Cattlemen’s Steakhouse
Cattlemen’s, an Oklahoma City meatery that remains much of its 1940s charm, serves a George Bush-approved T-bone.
I went for the rib-eye, instead, gnawing the medium-rare meat with Ronald Regan and Gene Autry as witnesses.
A server who spoke like a caricature of already-caricatured Kenneth on 30 Rock suggested the popular lamb fries, which I knew were breaded and fried testicles even as a city slicker.
We just stuck with the steaks, which were better than I’d expected, juicy, a little fatty, not complex or dry aged, but hardly the dull Outback Steakhouse slabs they’d been compared to on Yelp (Yelp and surprisingly active, Urbanspoon, were practically all I had to go on in this region). You would be crazy to go to Oklahoma City and not pay a visit to Cattlemen’s, for the experience alone.
Dinners come with a requisite heavily dressed salad (get the thick and garlicky house dressing).
And warm, fluffy rolls and a baked potato, little scoops of butter and sour cream on the side.

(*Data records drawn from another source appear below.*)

//! SQLite implementation of the ProblemRepository.

use async_trait::async_trait;
use chrono::Utc;
use sqlx::SqlitePool;
use uuid::Uuid;

use super::{parse_datetime, parse_json_or_default, parse_optional_uuid, parse_uuid};
use crate::domain::errors::{DomainError, DomainResult};
use crate::domain::models::{Problem, ProblemStatus};
use crate::domain::ports::ProblemRepository;

/// SQLite-backed problem store.
pub struct SqliteProblemRepository {
    pool: SqlitePool,
}

impl SqliteProblemRepository {
    pub fn new(pool: SqlitePool) -> Self {
        Self { pool }
    }
}

#[async_trait]
impl ProblemRepository for SqliteProblemRepository {
    async fn create(&self, problem: &Problem) -> DomainResult<()> {
        sqlx::query(
            r#"INSERT INTO problems (id, title, description, category, tags, status, vote_ids, selected_team_ids, created_by, created_at, updated_at)
               VALUES (?, ?, ?, ?, ?, ?, ?, ?, ?, ?, ?)"#,
        )
        .bind(problem.id.to_string())
        .bind(&problem.title)
        .bind(&problem.description)
        .bind(&problem.category)
        .bind(serde_json::to_string(&problem.tags)?)
        .bind(problem.status.as_str())
        .bind(serde_json::to_string(&problem.vote_ids)?)
        .bind(serde_json::to_string(&problem.selected_team_ids)?)
        .bind(problem.created_by.map(|id| id.to_string()))
        .bind(problem.created_at.to_rfc3339())
        .bind(problem.updated_at.to_rfc3339())
        .execute(&self.pool)
        .await?;

        Ok(())
    }

    async fn get(&self, id: Uuid) -> DomainResult<Option<Problem>> {
        let row: Option<ProblemRow> = sqlx::query_as("SELECT * FROM problems WHERE id = ?")
            .bind(id.to_string())
            .fetch_optional(&self.pool)
            .await?;

        row.map(TryInto::try_into).transpose()
    }

    async fn attach_team(&self, problem_id: Uuid, team_id: Uuid) -> DomainResult<()> {
        let team = team_id.to_string();
        let result = sqlx::query(
            r#"UPDATE problems SET
                 selected_team_ids = CASE
                     WHEN EXISTS (SELECT 1 FROM json_each(problems.selected_team_ids) WHERE value = ?)
                     THEN selected_team_ids
                     ELSE json_insert(selected_team_ids, '$[#]', ?)
                 END,
                 status = CASE WHEN status = 'open' THEN 'in_progress' ELSE status END,
                 updated_at = ?
               WHERE id = ?"#,
        )
        .bind(&team)
        .bind(&team)
        .bind(Utc::now().to_rfc3339())
        .bind(problem_id.to_string())
        .execute(&self.pool)
        .await?;

        if result.rows_affected() == 0 {
            return Err(DomainError::ProblemNotFound(problem_id));
        }
        Ok(())
    }
}

#[derive(sqlx::FromRow)]
struct ProblemRow {
    id: String,
    title: String,
    description: String,
    category: String,
    tags: Option<String>,
    status: String,
    vote_ids: Option<String>,
    selected_team_ids: Option<String>,
    created_by: Option<String>,
    created_at: String,
    updated_at: String,
}

impl TryFrom<ProblemRow> for Problem {
    type Error = DomainError;

    fn try_from(row: ProblemRow) -> Result<Self, Self::Error> {
        let status = ProblemStatus::from_str(&row.status).ok_or_else(|| {
            DomainError::SerializationError(format!("Invalid problem status: {}", row.status))
        })?;

        Ok(Problem {
            id: parse_uuid(&row.id)?,
            title: row.title,
            description: row.description,
            category: row.category,
            tags: parse_json_or_default(row.tags)?,
            status,
            vote_ids: parse_json_or_default(row.vote_ids)?,
            selected_team_ids: parse_json_or_default(row.selected_team_ids)?,
            created_by: parse_optional_uuid(row.created_by)?,
            created_at: parse_datetime(&row.created_at)?,
            updated_at: parse_datetime(&row.updated_at)?,
        })
    }
}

I didn’t even mind the half-hour Friday night wait because there is a spacious rec room-style bar upstairs where you can sit beneath a wagon wheel chandelier, watch big screen TVs and drink Shiner Bock or a big bottle of Double Deuce, brewed specially for the restaurant. No one will blink twice if you’re in a cowboy hat and boots.
There is also a self-contained dining room just for smokers, a still-thriving species.